The judge assigned to hear a lawsuit about Denver’s homeless sweeps has connections to downtown law firms
The lawyer representing homeless defendants who lost their possessions in Denver’s homeless sweeps wants the judge assigned to the case to recuse himself.
In a motion filed Wednesday in U.S. District Court, attorney Jason Flores-Williams said the judge’s close connections to law firms that work with the Downtown Denver Partnership make it inappropriate for him to preside over the case, for which Flores-Williams is seeking class action status.

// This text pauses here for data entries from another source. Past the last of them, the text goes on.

use {anyhow::Result, async_trait::async_trait, std::collections::BTreeMap};

/// Agent-callable tool.
#[async_trait]
pub trait AgentTool: Send + Sync {
    fn name(&self) -> &str;
    fn description(&self) -> &str;
    fn parameters_schema(&self) -> serde_json::Value;
    async fn execute(&self, params: serde_json::Value) -> Result<serde_json::Value>;
}

/// Registry of the tools exposed to an agent, keyed by name.
pub struct ToolRegistry {
    tools: BTreeMap<String, Box<dyn AgentTool>>,
}

impl Default for ToolRegistry {
    fn default() -> Self {
        Self::new()
    }
}

impl ToolRegistry {
    pub fn new() -> Self {
        Self {
            tools: BTreeMap::new(),
        }
    }

    /// Register a tool, replacing any tool with the same name.
    pub fn register(&mut self, tool: Box<dyn AgentTool>) {
        self.tools.insert(tool.name().to_string(), tool);
    }

    pub fn get(&self, name: &str) -> Option<&dyn AgentTool> {
        self.tools.get(name).map(|t| t.as_ref())
    }

    pub fn names(&self) -> Vec<&str> {
        self.tools.keys().map(String::as_str).collect()
    }

    pub fn len(&self) -> usize {
        self.tools.len()
    }

    pub fn is_empty(&self) -> bool {
        self.tools.is_empty()
    }

    /// Dispatch `params` to the named tool.
    pub async fn execute(&self, name: &str, params: serde_json::Value) -> Result<serde_json::Value> {
        let tool = self
            .get(name)
            .ok_or_else(|| anyhow::anyhow!("unknown tool: {name}"))?;
        tool.execute(params).await
    }

    pub fn list_schemas(&self) -> Vec<serde_json::Value> {
        self.tools
            .values()
            .map(|t| {
                serde_json::json!({
                    "name": t.name(),
                    "description": t.description(),
                    "parameters": t.parameters_schema(),
                })
            })
            .collect()
    }
}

“Honorable Judge Craig B. Shaffer is an outstanding judge, but as a private attorney has partnered with law firms and attorneys in Downtown Denver who have strongly advocated for the positions of the Defendants and, more importantly, whose relationships with Defendants are foreseeable and relevant subjects of discovery, so that recusal, at this early date, is warranted,” Flores-Williams wrote in the motion.

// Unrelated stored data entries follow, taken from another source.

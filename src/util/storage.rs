//! Key-value persistence for the session record.
//!
//! SYSTEM CONTEXT
//! ==============
//! The session store only needs synchronous string get/set/remove. In the
//! browser that is `window.localStorage`; SSR and tests use an in-process map.
//!
//! TRADE-OFFS
//! ==========
//! `remove` is infallible: clearing is best-effort cleanup and callers have
//! nothing useful to do when it fails.

#[cfg(test)]
#[path = "storage_test.rs"]
mod storage_test;

use std::collections::BTreeMap;
use std::sync::{Arc, Mutex, MutexGuard, PoisonError};

use crate::error::StorageError;

/// Synchronous string key-value store.
pub trait KeyValueStore {
    /// Read `key`; `Ok(None)` when the key is absent.
    ///
    /// # Errors
    ///
    /// Returns [`StorageError`] when the backend cannot be read.
    fn get(&self, key: &str) -> Result<Option<String>, StorageError>;

    /// Write `value` under `key`.
    ///
    /// # Errors
    ///
    /// Returns [`StorageError`] when the backend rejects the write.
    fn set(&self, key: &str, value: &str) -> Result<(), StorageError>;

    /// Delete `key` if present.
    fn remove(&self, key: &str);
}

/// `window.localStorage`. Reads nothing and stores nothing outside the browser.
#[derive(Clone, Copy, Debug, Default)]
pub struct BrowserStorage;

#[cfg(feature = "hydrate")]
fn local_storage() -> Result<web_sys::Storage, StorageError> {
    web_sys::window()
        .and_then(|w| w.local_storage().ok().flatten())
        .ok_or(StorageError::Unavailable)
}

impl KeyValueStore for BrowserStorage {
    fn get(&self, key: &str) -> Result<Option<String>, StorageError> {
        #[cfg(feature = "hydrate")]
        {
            local_storage()?
                .get_item(key)
                .map_err(|_| StorageError::Read(key.to_owned()))
        }
        #[cfg(not(feature = "hydrate"))]
        {
            let _ = key;
            Ok(None)
        }
    }

    fn set(&self, key: &str, value: &str) -> Result<(), StorageError> {
        #[cfg(feature = "hydrate")]
        {
            local_storage()?
                .set_item(key, value)
                .map_err(|_| StorageError::Write(key.to_owned()))
        }
        #[cfg(not(feature = "hydrate"))]
        {
            let _ = (key, value);
            Ok(())
        }
    }

    fn remove(&self, key: &str) {
        #[cfg(feature = "hydrate")]
        {
            if let Ok(storage) = local_storage() {
                let _ = storage.remove_item(key);
            }
        }
        #[cfg(not(feature = "hydrate"))]
        {
            let _ = key;
        }
    }
}

/// Shared in-memory store. Clones see the same entries.
#[derive(Clone, Debug, Default)]
pub struct MemoryStorage {
    entries: Arc<Mutex<BTreeMap<String, String>>>,
}

impl MemoryStorage {
    #[must_use]
    pub fn new() -> Self {
        Self::default()
    }

    /// Store pre-populated with `entries`.
    #[must_use]
    pub fn with_entries<K, V>(entries: impl IntoIterator<Item = (K, V)>) -> Self
    where
        K: Into<String>,
        V: Into<String>,
    {
        let map = entries.into_iter().map(|(k, v)| (k.into(), v.into())).collect();
        Self { entries: Arc::new(Mutex::new(map)) }
    }

    /// Copy of every entry currently stored.
    #[must_use]
    pub fn snapshot(&self) -> BTreeMap<String, String> {
        self.lock().clone()
    }

    #[must_use]
    pub fn is_empty(&self) -> bool {
        self.lock().is_empty()
    }

    fn lock(&self) -> MutexGuard<'_, BTreeMap<String, String>> {
        self.entries.lock().unwrap_or_else(PoisonError::into_inner)
    }
}

impl KeyValueStore for MemoryStorage {
    fn get(&self, key: &str) -> Result<Option<String>, StorageError> {
        Ok(self.lock().get(key).cloned())
    }

    fn set(&self, key: &str, value: &str) -> Result<(), StorageError> {
        self.lock().insert(key.to_owned(), value.to_owned());
        Ok(())
    }

    fn remove(&self, key: &str) {
        self.lock().remove(key);
    }
}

Shaffer is a former partner in the law firm Moye, Giles, OKeefe, Vermeire & Gorrell, which has been involved in downtown development. Flores-Williams said his lawsuit will seek to discover connections between the economic interests in downtown and the city’s homeless policies, which makes Shaffer’s connections to a law firm involved in downtown development relevant and problematic.
“It is reasonably foreseeable that Judge Shaffer’s former law partner could be called to testify in this cause,” Flores-Williams wrote.
Flores-Williams is representing a number of homeless defendants who lost their possessions in the city’s “sweeps” of homeless encampments. He says the sweeps and the way the city handled the belongings of homeless people violates their constitutional rights against unreasonable search and seizure.